Editing: <I>Only Murders in the Building</I>
May 22, 2024

Editing: Only Murders in the Building

Hulu’s comedic murder series Only Murders in the Building follows three strangers, who share an obsession with true crime podcasts and suddenly find themselves wrapped up in one. The show’s third season once again stars Steve Martin, Martin Short and Selena Gomez, and finds the trio investigating yet another murder - this time connected to a stage show produced by Short’s Oliver character.

Co-producer/editor Shelly Westerman, ACE (pictured, left), and editor Payton Koch collaborated on the series, using Avid Media Composer v.2023.12.0 and Jump Desktop to remote into their shared NEXIS storage solution.

“This allows us to work and edit just like we would in an office, but from the comfort of our homes,” explains Westerman. “We also use PacPost Live to stream content out of the Avid, and have live sessions with directors, producers, our composer and visual effects teams.”
The team points to Episode 308 - Sitzprobe - an as editorial highlight, along with "Which of the Pickwick Triplets Did It?,” performed by Steve Martin.

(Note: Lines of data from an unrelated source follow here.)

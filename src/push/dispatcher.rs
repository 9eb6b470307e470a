use std::sync::Arc;

use async_trait::async_trait;
use tracing::{info, warn};

use super::NotificationMessage;
use crate::store::{PushSubscription, SubscriptionStore};

/// Transport-level failure classes.
#[derive(Debug)]
pub enum PushSendError {
    /// The push service reported the endpoint permanently gone (404/410
    /// class). The target will never succeed again.
    EndpointGone,
    /// Anything else: timeout, 5xx, payload or crypto problems. May succeed
    /// on a later, independent attempt.
    Transient(String),
}

/// Seam between dispatch policy and the wire. The production implementation
/// is [`super::WebPushTransport`].
#[async_trait]
pub trait PushTransport: Send + Sync {
    async fn send(
        &self,
        sub: &PushSubscription,
        message: &NotificationMessage,
    ) -> Result<(), PushSendError>;
}

#[derive(Debug, Clone, Copy, PartialEq, Eq)]
pub enum DispatchOutcome {
    Sent,
    TransientFailure,
    /// The endpoint was gone and its subscription has been removed.
    Pruned,
}

/// Sends one message per matched subscription and interprets transport
/// failures. Never returns an error: one subscriber's failure must not
/// abort the tick.
pub struct PushDispatcher {
    transport: Arc<dyn PushTransport>,
}

impl PushDispatcher {
    pub fn new(transport: Arc<dyn PushTransport>) -> Self {
        Self { transport }
    }

    pub async fn dispatch(
        &self,
        store: &dyn SubscriptionStore,
        sub: &PushSubscription,
        message: &NotificationMessage,
    ) -> DispatchOutcome {
        match self.transport.send(sub, message).await {
            Ok(()) => DispatchOutcome::Sent,
            Err(PushSendError::EndpointGone) => {
                info!(endpoint = %sub.endpoint, "push endpoint gone, pruning subscription");
                if let Err(e) = store.remove(&sub.endpoint).await {
                    warn!(endpoint = %sub.endpoint, "failed to prune dead subscription: {e}");
                }
                DispatchOutcome::Pruned
            }
            Err(PushSendError::Transient(reason)) => {
                warn!(endpoint = %sub.endpoint, "push delivery failed: {reason}");
                DispatchOutcome::TransientFailure
            }
        }
    }
}

#[cfg(test)]
mod tests {
    use super::*;
    use crate::push::testutil::MockTransport;
    use crate::push::pick_reminder;
    use crate::store::memory::MemoryStore;
    use crate::store::{PushSubscription, SubscriptionKeys};

    fn sub(endpoint: &str) -> PushSubscription {
        PushSubscription {
            endpoint: endpoint.into(),
            keys: SubscriptionKeys {
                p256dh: "p".into(),
                auth: "a".into(),
            },
            timezone: "UTC".into(),
            slots: vec![],
        }
    }

    #[tokio::test]
    async fn gone_endpoint_is_pruned_from_registry() {
        let store = MemoryStore::new();
        let s = sub("https://push.example/dead");
        store.upsert(&s).await.unwrap();

        let mut transport = MockTransport::ok();
        transport.gone.insert(s.endpoint.clone());
        let dispatcher = PushDispatcher::new(Arc::new(transport));

        let outcome = dispatcher.dispatch(&store, &s, &pick_reminder()).await;
        assert_eq!(outcome, DispatchOutcome::Pruned);
        assert!(store.list_all().await.unwrap().is_empty());
    }

    #[tokio::test]
    async fn transient_failure_keeps_subscription() {
        let store = MemoryStore::new();
        let s = sub("https://push.example/flaky");
        store.upsert(&s).await.unwrap();

        let mut transport = MockTransport::ok();
        transport.flaky.insert(s.endpoint.clone());
        let dispatcher = PushDispatcher::new(Arc::new(transport));

        let outcome = dispatcher.dispatch(&store, &s, &pick_reminder()).await;
        assert_eq!(outcome, DispatchOutcome::TransientFailure);
        assert_eq!(store.list_all().await.unwrap().len(), 1);
    }

    #[tokio::test]
    async fn successful_send_reaches_transport() {
        let store = MemoryStore::new();
        let s = sub("https://push.example/ok");

        let transport = Arc::new(MockTransport::ok());
        let dispatcher = PushDispatcher::new(transport.clone());

        let outcome = dispatcher.dispatch(&store, &s, &pick_reminder()).await;
        assert_eq!(outcome, DispatchOutcome::Sent);
        assert_eq!(*transport.sent.lock().await, vec![s.endpoint]);
    }
}
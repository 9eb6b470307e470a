//! In-memory `SubscriptionStore` for scheduler and dispatcher tests.

use std::collections::BTreeMap;

use async_trait::async_trait;
use tokio::sync::Mutex;

use super::{validate_slots, PushSubscription, Slot, SubscriptionStore};
use crate::error::ApiError;

pub struct MemoryStore {
    subs: Mutex<BTreeMap<String, PushSubscription>>,
}

impl MemoryStore {
    pub fn new() -> Self {
        Self {
            subs: Mutex::new(BTreeMap::new()),
        }
    }
}

#[async_trait]
impl SubscriptionStore for MemoryStore {
    async fn upsert(&self, sub: &PushSubscription) -> Result<(), ApiError> {
        sub.validate()?;
        self.subs
            .lock()
            .await
            .insert(sub.endpoint.clone(), sub.clone());
        Ok(())
    }

    async fn update_slots(&self, endpoint: &str, slots: &[Slot]) -> Result<(), ApiError> {
        validate_slots(slots)?;
        let mut subs = self.subs.lock().await;
        match subs.get_mut(endpoint) {
            Some(sub) => {
                sub.slots = slots.to_vec();
                Ok(())
            }
            None => Err(ApiError::NotFound("subscription".into())),
        }
    }

    async fn remove(&self, endpoint: &str) -> Result<(), ApiError> {
        self.subs.lock().await.remove(endpoint);
        Ok(())
    }

    async fn remove_all(&self) -> Result<u64, ApiError> {
        let mut subs = self.subs.lock().await;
        let n = subs.len() as u64;
        subs.clear();
        Ok(n)
    }

    async fn list_all(&self) -> Result<Vec<PushSubscription>, ApiError> {
        Ok(self.subs.lock().await.values().cloned().collect())
    }
}
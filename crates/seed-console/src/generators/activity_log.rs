//! Audit log entries.
//!
//! Entries are random colouring for the log screens; they do not mirror the
//! diary or goal rows generated in the same run.

use fake::{Fake, faker::lorem::en::Sentence};
use rand::Rng;
use rand::seq::SliceRandom;

use stayfit::models::{ActionType, LogStatus};

/// Status draw weights: successes dominate.
const STATUSES: [LogStatus; 5] = [
    LogStatus::Success,
    LogStatus::Success,
    LogStatus::Success,
    LogStatus::Failure,
    LogStatus::Warning,
];

#[derive(Debug, Clone)]
pub struct GeneratedLogEntry {
    /// `None` for anonymous events such as failed logins.
    pub user_id: Option<i32>,
    pub action_type: ActionType,
    pub description: String,
    pub status: LogStatus,
}

pub struct ActivityLogGenerator {
    entries: usize,
    anonymous_rate: f64,
}

impl ActivityLogGenerator {
    pub fn new(entries: usize, anonymous_rate: f64) -> Self {
        Self {
            entries,
            anonymous_rate,
        }
    }

    pub fn generate(&self, user_ids: &[i32], rng: &mut impl Rng) -> Vec<GeneratedLogEntry> {
        (0..self.entries)
            .map(|_| {
                let user_id = if rng.gen_bool(self.anonymous_rate) {
                    None
                } else {
                    user_ids.choose(rng).copied()
                };

                GeneratedLogEntry {
                    user_id,
                    action_type: ActionType::ALL[rng.gen_range(0..ActionType::ALL.len())],
                    description: Sentence(4..10).fake_with_rng(rng),
                    status: STATUSES[rng.gen_range(0..STATUSES.len())],
                }
            })
            .collect()
    }
}
//! Database integration: seeding, inspection and reset.
//!
//! The [`Seeder`] inserts generated rows inside one transaction and reports
//! per-table counts; the [`Inspector`] renders table contents as text.

mod inspector;
mod seeder;

pub use inspector::{COLUMN_WIDTH, InspectError, Inspector, ROW_LIMIT, TableView, format_cell};
pub use seeder::{SeedError, SeedReport, Seeder};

“Our fabulous directors, Bob Pulcini and Shari Springer Berman, suggested we mock up the sequence using title cards,” Westerman recalls. “Together we mapped out the action, where movements and scene changes would hit. There was great direction in the script as well. We all took turns.”

Editorial assistants Jamie Clark and Diana Hiatt contributed significantly, with Hiatt color coordinating the title cards to help visually track story lines — all before shooting began. 

“We presented production with a very clear plan, enabling the team to time out and frame shots accordingly,” Westerman explains. “I think they were impressed! Once we received the footage, there were still minor framing adjustments to make, but the hardest, most technical part had already been done! Then we had fun, diving into Steve’s incredible performances, which served as the focal point around all other action.” 

“When we first read the split-screen sequence in the script, we knew we had to act fast in order for production to properly execute all the visuals going on simultaneously,” Koch (pictured, right) adds. “Luckily, we had the fantastic directing duo, Shari Springer Berman and Robert Pulcini, who were instrumental in putting the pieces together…It was such a collaborative effort on all sides, and if not for the excessive pre-production planning, I’m sure we would have had a much harder time navigating the sequence.”

Editor Peggy Tachdjian says it definitely helps to have a sense of humor when cutting Only Murders in the Building, as it features fast-paced comedy with a lot of dialogue.

“I think the most important thing is being able to find a rhythm to the jokes,” says Tachdjian. “Deciding when to pause to land a joke versus when to keep the banter going can be really challenging in some scenes. We also really want the viewers to connect emotionally with the characters, so sometimes it’s about knowing when we need to slow down and add a meaningful look between characters or a pensive moment. Season 3 brought a new challenge of balancing the song performances so they felt like they were still a part of our show, not a total departure from previous seasons.”

Tachdjian used an Avid to cut the show and says one of her favorite scenes from Season 3 comes in Episode 4, when Charles and Oliver are having a heart-to-heart discussion. 

“It comes off of a completely slapstick comedy scene where Charles tries to perform the patter song, and basically blacks out and goes into what theater actors call ‘The White Room,’” she explains. “The premise could have been so silly, but it’s grounded in the fact that Charles and Oliver’s relationship has evolved so much that they can really sit, between jokey moments, and advise each other on their romantic lives. It’s a very sweet moment between the characters, but as an editor, it was a really fun challenge for me to figure out how to get us from a laughing so hard you’re crying moment, to a genuine emotional connection between the two characters. The actors make it easy, but I like to think that the sculpting that I do, with the help of our outstanding composer, Siddhartha Khosla, adds to it.”